Ich werde nie vergessen, wie ich ein paar Tage vor der Eröffnung meiner ersten Diskothek stand und mir jemand erklärte, die mühsam zusammengesparte Einrichtung sei lediglich eine billige Imitation einer Disco in der nächsten Stadt. Ich sofort nach Hause, umgezogen und zu besagter Disco nach Erlangen. Da bin ich dann aus allen Wolken geflogen – denn er hatte tatsächlich recht. Meine anscheinend so geniale Idee war nur ein billiger Abklatsch. Und das finanziert mit aufgenommenem Geld und Handwerkern, die ich mit Wechseln bedient hatte. Denn damals hatte ich ja nichts – außer dem Vertrauen der Leute in mich. Diese Angst damals, die Leute zu enttäuschen, nicht zahlen zu können und als der absolute Loser dazustehen, werde ich nie vergessen. Damals habe ich auch bitter gelernt, dass Ängste, mit denen man nicht umgehen kann, zu Krankheiten führen können. Bei mir war es ein Zwölffingerdarmgeschwür-Durchbruch, mit dem ich „meine“ erste Eröffnung im Krankenhaus verbrachte. Und das, obwohl alles gut ging und wir trotz Billigversion – was ja auf dem Land bei uns überhaupt keinen interessiert hat – jeden Tag voll waren und der Betrieb ein toller Erfolg wurde. Die Angst war also völlig unbegründet. Aber um das durchzustehen und zu lernen, braucht man halt ein starkes Herz – und einen noch stärkeren Magen. Sowie den eisernen Willen, mit der Situation richtig umzugehen und nicht zusätzliche Fehler zu machen. Wie etwa Alkohol oder Drogen zu konsumieren. Da passiert es dann ganz schnell, dass man das eine Übel zwar eventuell überstanden hat, aber man mit einem noch größeren konfrontiert wird. Diese Leute dürfen sich dann nicht wundern, wenn sie Depressionen, Phobien etc. bekommen und früher oder später beim Psychiater oder im Entzug landen.
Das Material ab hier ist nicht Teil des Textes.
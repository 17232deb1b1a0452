// SPDX-FileCopyrightText: © 2025 Phala Network <dstack@phala.network>
//
// SPDX-License-Identifier: Apache-2.0

//! Typed TPM errors and their user-facing categories
//!
//! Errors travel as `anyhow::Error` with context attached at every layer.
//! [`ErrorCategory::of`] digs the typed [`TpmError`] back out of the chain so
//! that callers can tell a denied authorization from a tampered blob no
//! matter how much context was added on the way up.

use std::fmt;

use thiserror::Error;

use crate::constants::{TpmCc, TpmRc};

/// Failure categories surfaced to users
#[derive(Debug, Clone, Copy, PartialEq, Eq, Hash)]
pub enum ErrorCategory {
    /// The channel to the module could not be used
    Transport,
    /// The module ran out of object or session slots
    ResourceExhausted,
    /// Policy, password or HMAC authorization was rejected
    Authorization,
    /// A blob, response or log failed an integrity check
    Integrity,
    /// User input was rejected before any module call
    MalformedInput,
    /// Any other module error
    Tpm,
}

impl ErrorCategory {
    /// Stable message prefix for this category
    pub fn prefix(self) -> &'static str {
        match self {
            ErrorCategory::Transport => "transport failure",
            ErrorCategory::ResourceExhausted => "TPM out of resources",
            ErrorCategory::Authorization => "authorization failure",
            ErrorCategory::Integrity => "integrity failure",
            ErrorCategory::MalformedInput => "malformed input",
            ErrorCategory::Tpm => "TPM error",
        }
    }

    /// Process exit code for this category
    pub fn exit_code(self) -> i32 {
        match self {
            ErrorCategory::Tpm => 1,
            ErrorCategory::Transport => 2,
            ErrorCategory::ResourceExhausted => 3,
            ErrorCategory::Authorization => 4,
            ErrorCategory::Integrity => 5,
            ErrorCategory::MalformedInput => 6,
        }
    }

    /// Classify an error by the first [`TpmError`] in its chain.
    ///
    /// Only [`TpmError::Transport`] counts as a transport failure; an untyped
    /// `io::Error` (a missing input file, say) falls back to [`ErrorCategory::Tpm`].
    pub fn of(err: &anyhow::Error) -> Self {
        err.chain()
            .find_map(|cause| cause.downcast_ref::<TpmError>())
            .map_or(ErrorCategory::Tpm, TpmError::category)
    }
}

impl fmt::Display for ErrorCategory {
    fn fmt(&self, f: &mut fmt::Formatter<'_>) -> fmt::Result {
        f.write_str(self.prefix())
    }
}

#[derive(Debug, Error)]
pub enum TpmError {
    #[error("{context}")]
    Transport {
        context: String,
        #[source]
        source: std::io::Error,
    },
    #[error("{command} failed: {}", describe_rc(.code))]
    Response { command: TpmCc, code: u32 },
    #[error("truncated {what}: need {wanted} bytes, {remaining} remaining")]
    Truncated {
        what: &'static str,
        wanted: usize,
        remaining: usize,
    },
    #[error("{0}")]
    Integrity(String),
    #[error("{0}")]
    MalformedInput(String),
}

fn describe_rc(code: &u32) -> String {
    let code = *code;
    match TpmRc::from_u32(code) {
        Some(rc) => format!("{rc} (0x{code:03x})"),
        None => format!("0x{code:08x}"),
    }
}

impl TpmError {
    pub fn transport(context: impl Into<String>, source: std::io::Error) -> Self {
        TpmError::Transport {
            context: context.into(),
            source,
        }
    }

    pub fn integrity(msg: impl Into<String>) -> Self {
        TpmError::Integrity(msg.into())
    }

    pub fn malformed(msg: impl Into<String>) -> Self {
        TpmError::MalformedInput(msg.into())
    }

    /// The canonical response code, if this error came from the module
    pub fn rc(&self) -> Option<TpmRc> {
        match self {
            TpmError::Response { code, .. } => TpmRc::from_u32(*code),
            _ => None,
        }
    }

    pub fn category(&self) -> ErrorCategory {
        match self {
            TpmError::Transport { .. } => ErrorCategory::Transport,
            TpmError::Truncated { .. } | TpmError::Integrity(_) => ErrorCategory::Integrity,
            TpmError::MalformedInput(_) => ErrorCategory::MalformedInput,
            TpmError::Response { command, code } => classify_response(*command, *code),
        }
    }
}

fn classify_response(command: TpmCc, code: u32) -> ErrorCategory {
    let Some(rc) = TpmRc::from_u32(code) else {
        return ErrorCategory::Tpm;
    };
    match rc {
        TpmRc::ObjectMemory
        | TpmRc::SessionMemory
        | TpmRc::Memory
        | TpmRc::SessionHandles
        | TpmRc::ObjectHandles => ErrorCategory::ResourceExhausted,
        TpmRc::AuthFail
        | TpmRc::BadAuth
        | TpmRc::PolicyFail
        | TpmRc::PcrChanged
        | TpmRc::AuthUnavailable
        | TpmRc::AuthType
        | TpmRc::AuthMissing => ErrorCategory::Authorization,
        // A policy assertion whose expected value differs from the live state
        TpmRc::Value if matches!(command, TpmCc::PolicyPcr | TpmCc::PolicySecret) => {
            ErrorCategory::Authorization
        }
        TpmRc::Integrity | TpmRc::Binding => ErrorCategory::Integrity,
        TpmRc::EccPoint | TpmRc::Size if matches!(command, TpmCc::Load | TpmCc::Import) => {
            ErrorCategory::Integrity
        }
        _ => ErrorCategory::Tpm,
    }
}

/// Whether the error chain carries the given module response code
pub fn has_rc(err: &anyhow::Error, rc: TpmRc) -> bool {
    err.chain()
        .filter_map(|cause| cause.downcast_ref::<TpmError>())
        .any(|e| e.rc() == Some(rc))
}

#[cfg(test)]
mod tests {
    use super::*;
    use anyhow::Context;

    fn response(command: TpmCc, code: u32) -> anyhow::Error {
        anyhow::Error::new(TpmError::Response { command, code })
    }

    #[test]
    fn test_context_does_not_reclassify() {
        let err = Err::<(), _>(response(TpmCc::Unseal, TpmRc::PolicyFail.at_session(1)))
            .context("failed to unseal")
            .context("seal round trip")
            .unwrap_err();
        assert_eq!(ErrorCategory::of(&err), ErrorCategory::Authorization);
        assert!(has_rc(&err, TpmRc::PolicyFail));
    }

    #[test]
    fn test_categories() {
        assert_eq!(
            ErrorCategory::of(&response(TpmCc::Load, TpmRc::Integrity.at_parameter(1))),
            ErrorCategory::Integrity
        );
        assert_eq!(
            ErrorCategory::of(&response(TpmCc::CreatePrimary, 0x902)),
            ErrorCategory::ResourceExhausted
        );
        assert_eq!(
            ErrorCategory::of(&response(TpmCc::PolicyPcr, TpmRc::Value.at_parameter(1))),
            ErrorCategory::Authorization
        );
        assert_eq!(
            ErrorCategory::of(&response(TpmCc::Create, TpmRc::Value.at_parameter(1))),
            ErrorCategory::Tpm
        );
        let io = std::io::Error::new(std::io::ErrorKind::BrokenPipe, "gone");
        assert_eq!(
            ErrorCategory::of(&TpmError::transport("write", io).into()),
            ErrorCategory::Transport
        );
        assert_eq!(
            ErrorCategory::of(&anyhow::anyhow!("plain")),
            ErrorCategory::Tpm
        );
    }

    #[test]
    fn test_untyped_io_error_is_not_transport() {
        let missing = std::io::Error::new(std::io::ErrorKind::NotFound, "no such file");
        let err = anyhow::Error::new(missing).context("failed to read blob");
        assert_eq!(ErrorCategory::of(&err), ErrorCategory::Tpm);

        let err = anyhow::Error::new(TpmError::malformed("cannot read blob"))
            .context("import-unseal");
        assert_eq!(ErrorCategory::of(&err), ErrorCategory::MalformedInput);
    }
}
Man muss den Umstand, dass „die Phantasie der Angst jener böse äffische Kobold“ ist, „der dem Menschen gerade dann noch auf den Rücken springt, wenn er schon am schwersten zu tragen hat“, wie es Nietzsche so schön ausgedrückt hat, halt akzeptieren und versuchen, dementsprechend Vorsicht walten zu lassen, um in die Situation zu kommen, in der man nicht mehr Angst haben muss, sondern die Dinge regelt.